The contrast between the traditional Inuit diet on the one hand, and dietary habits on the Indian subcontinent on the other, underlines the extraordinary adaptability of human beings where nutritional needs are concerned. The importance of these considerations must be evaluated at a time when many groups of activists promote a great diversity of well-defined diets.
In the early 1950s, the British scientific prophet Hugh Sinclair had already noted the remarkably low incidence of degenerative diseases among the indigenous peoples of the Artic regions of Greenland, despite a diet consisting almost entirely of fish and seal meat. Sinclair eventually visited Greenland in 1976 and studied the blood lipid profile of the local population. In 1979 he embarked in a notorious self-experiment, eating only seal and fish for 100 days, measuring changes in his blood lipids, and recording the prolongation of his bleeding time. This is how he championed the links between essential fatty acids in the diet and protection from degenerative diseases.
Today, there are new reasons to raise questions about the traditional diet of Inuit, at a time when an increased number of published studies about human nutrition highlight the health benefits of fibres. It is notable that the Inuit, living on icy territories, cannot consume significant amount of vegetables and fruit, the sources of fibres.
Any analysis of extreme dietary habits also leads to consider the particular case of India, where many people traditionally do not consume animal food through their entire life (Jain vegetarianism, for example, is one of the most rigorous forms of spiritually motivated diets). Scientific curiosity has inspired studies such as the iron status of Brahmins or the possible effects of low intakes of folic acid and vitamin B12. These Indian populations may be considered healthy, when taking into account the average income earned by families.
The contrast between the traditional diet of circumpolar peoples and, on the other hand, dietary habits on the Indian subcontinent, provides an opportunity to emphasize the extraordinary adaptability of human beings where nutritional needs are concerned. The importance of these considerations must be evaluated at a time when many groups of activists promote a great diversity of well-defined diets.

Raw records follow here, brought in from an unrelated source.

use mapclean_image::{BinaryImage, ImageError};

use crate::{
    connected_components::connected_components,
    morphology::{self, Kernel},
    parallel,
};

/// Parameters of the size-gated gap filler.
#[derive(Debug, Clone, Copy, PartialEq)]
#[cfg_attr(feature = "serde", derive(serde::Serialize, serde::Deserialize))]
#[cfg_attr(feature = "serde", serde(default))]
pub struct GapFillParams {
    /// Largest gap to close, in centimetres.
    pub max_gap_size_cm: f32,
    /// Map scale, in centimetres per pixel.
    pub resolution_cm_per_pixel: f32,
    /// Width of the structuring element, odd. Its height grows during the sweep.
    pub kernel_width: usize,
}

impl Default for GapFillParams {
    fn default() -> Self {
        Self {
            max_gap_size_cm: 20.0,
            resolution_cm_per_pixel: 5.0,
            kernel_width: 5,
        }
    }
}

/// The largest gap, in pixels, that [`fill_gaps`] will close.
///
/// Computed as `floor(max_gap_size_cm / resolution_cm_per_pixel)`; a
/// non-positive or NaN gap size gives zero.
///
/// # Errors
///
/// Returns [`ImageError::InvalidResolution`] if the resolution is not finite or not positive.
///
/// # Examples
///
/// ```
/// use mapclean_imgproc::gap_fill::{max_gap_pixels, GapFillParams};
///
/// assert_eq!(max_gap_pixels(&GapFillParams::default()).unwrap(), 4);
/// ```
pub fn max_gap_pixels(params: &GapFillParams) -> Result<usize, ImageError> {
    let resolution = params.resolution_cm_per_pixel;
    if !resolution.is_finite() || resolution <= 0.0 {
        return Err(ImageError::InvalidResolution(resolution));
    }

    let pixels = (params.max_gap_size_cm / resolution).floor();
    if pixels.is_nan() || pixels <= 0.0 {
        return Ok(0);
    }

    Ok(pixels as usize)
}

/// Fill the small gaps of an occupancy grid.
///
/// The grid is inverted so that FREE space is the foreground. The inverted
/// grid is dilated with `k x kernel_width` rectangles for `k = 3, 5, 7, ...`
/// while `k < 2 * max_gap + 1`. At each height the OCCUPIED cells reached by the
/// dilation are labelled with 8-connectivity, and every component whose
/// bounding box fits in `max_gap x max_gap` and whose area is at most
/// `max_gap²` is added to the free space. Larger structures are left untouched.
///
/// `dst` starts as a copy of `src` and only ever gains FREE cells. A `max_gap`
/// below 2 runs no sweep and copies `src`.
///
/// # Arguments
///
/// * `src` - The occupancy grid, `true` for OCCUPIED.
/// * `dst` - The filled grid (will be overwritten).
/// * `params` - Gap size, resolution and kernel width.
///
/// # Errors
///
/// Fails on a size mismatch, an invalid resolution or an even kernel width.
pub fn fill_gaps(
    src: &BinaryImage,
    dst: &mut BinaryImage,
    params: &GapFillParams,
) -> Result<(), ImageError> {
    src.ensure_same_size(dst)?;

    // the kernel width is checked even when no sweep runs
    Kernel::rect(1, params.kernel_width)?;

    // gaps can never be larger than the grid itself
    let max_gap = max_gap_pixels(params)?.min(src.rows().max(src.cols()));
    log::debug!("filling gaps of up to {max_gap} px");

    dst.as_slice_mut().copy_from_slice(src.as_slice());

    let mut free = BinaryImage::from_size_val(src.size(), false)?;
    parallel::par_iter_rows_val(src, &mut free, |&s, f| *f = !s);

    let mut dilated = BinaryImage::from_size_val(src.size(), false)?;
    let mut candidates = BinaryImage::from_size_val(src.size(), false)?;

    let mut k = 3;
    while k < 2 * max_gap + 1 {
        let kernel = Kernel::rect(k, params.kernel_width)?;
        morphology::dilate(&free, &mut dilated, &kernel)?;

        // occupied cells the free space reaches across
        parallel::par_iter_rows_val_two(&dilated, src, &mut candidates, |&d, &s, c| {
            *c = d && s;
        });

        let components = connected_components(&candidates)?;
        let accepted = components
            .stats
            .iter()
            .map(|s| s.max_side() <= max_gap && s.area <= max_gap * max_gap)
            .collect::<Vec<_>>();

        if !components.is_empty() {
            parallel::par_iter_rows_val(&components.labels, dst, |&label, out| {
                if label > 0 && accepted[label as usize - 1] {
                    *out = false;
                }
            });
        }

        log::trace!(
            "kernel {k}x{}: {} of {} components cleared",
            params.kernel_width,
            accepted.iter().filter(|&&a| a).count(),
            components.len()
        );

        if k >= 2 * max_gap {
            break;
        }
        k += 2;
    }

    Ok(())
}

#[cfg(test)]
mod tests {
    use super::*;

    fn grid(width: usize, rows: &[&str]) -> Result<BinaryImage, ImageError> {
        let data = rows
            .iter()
            .flat_map(|row| row.chars().map(|ch| ch == '#'))
            .collect();
        BinaryImage::new([width, rows.len()].into(), data)
    }

    #[test]
    fn max_gap_pixels_floor() -> Result<(), ImageError> {
        let mut params = GapFillParams::default();
        assert_eq!(max_gap_pixels(&params)?, 4);

        params.max_gap_size_cm = 24.9;
        assert_eq!(max_gap_pixels(&params)?, 4);

        params.max_gap_size_cm = -3.0;
        assert_eq!(max_gap_pixels(&params)?, 0);

        params.resolution_cm_per_pixel = 0.0;
        assert_eq!(
            max_gap_pixels(&params),
            Err(ImageError::InvalidResolution(0.0))
        );

        Ok(())
    }

    #[test]
    fn fill_clears_small_speck() -> Result<(), ImageError> {
        let src = grid(
            12,
            &[
                "............",
                ".##.........",
                ".##.........",
                "............",
                "..########..",
                "..########..",
                "............",
            ],
        )?;
        let mut dst = BinaryImage::from_size_val(src.size(), false)?;

        fill_gaps(&src, &mut dst, &GapFillParams::default())?;

        let expected = grid(
            12,
            &[
                "............",
                "............",
                "............",
                "............",
                "..########..",
                "..########..",
                "............",
            ],
        )?;
        assert_eq!(dst, expected);

        Ok(())
    }

    #[test]
    fn fill_keeps_wide_obstacle() -> Result<(), ImageError> {
        let src = grid(
            12,
            &[
                "............",
                ".######.....",
                ".######.....",
                ".######.....",
                "............",
                "..........#.",
                "............",
            ],
        )?;
        let mut dst = BinaryImage::from_size_val(src.size(), false)?;

        fill_gaps(&src, &mut dst, &GapFillParams::default())?;

        let mut expected = src.clone();
        expected.set_pixel(10, 5, 0, false)?;
        assert_eq!(dst, expected);

        Ok(())
    }

    #[test]
    fn fill_small_max_gap_is_copy() -> Result<(), ImageError> {
        let src = grid(5, &["#####", "#.#.#", "#####"])?;
        let mut dst = BinaryImage::from_size_val(src.size(), true)?;

        let params = GapFillParams {
            max_gap_size_cm: 9.0,
            ..Default::default()
        };
        fill_gaps(&src, &mut dst, &params)?;
        assert_eq!(dst, src);

        Ok(())
    }

    #[test]
    fn fill_rejects_even_kernel_width() -> Result<(), ImageError> {
        let src = BinaryImage::from_size_val([5, 5].into(), false)?;
        let mut dst = src.clone();

        let params = GapFillParams {
            kernel_width: 4,
            ..Default::default()
        };
        assert_eq!(
            fill_gaps(&src, &mut dst, &params),
            Err(ImageError::InvalidKernelSize(1, 4))
        );

        Ok(())
    }
}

To improve our understanding of this particular aspect of human adaptability and to detect its limits, we must not focus on differences between human groups. We suggest, on the contrary, to focus on common points. One of the indisputable common points is that, until recently, both the Inuit and vegetarian Indians have not consumed man made nutriments. They could not include in their diet significant amounts of simple sugars provided today by soft drinks, high sugar levels in hot drinks, fruit juices, and many kinds of processed food; they have not consumed alcoholic drinks; they have not consumed “trans fatty acids” provided, in particular, by processed vegetable oils, conventional margarines and many varieties of biscuits and cakes. As a general rule, all these nutriments are blocking agents of important metabolic pathways.
We must accept that it may be counter-productive to promote well-defined diets without taking into account cultural particularities influenced by such factors as the development of the sense of taste.
In the context of the 21st century, the priority is to contrast “real food” and “man-made food”.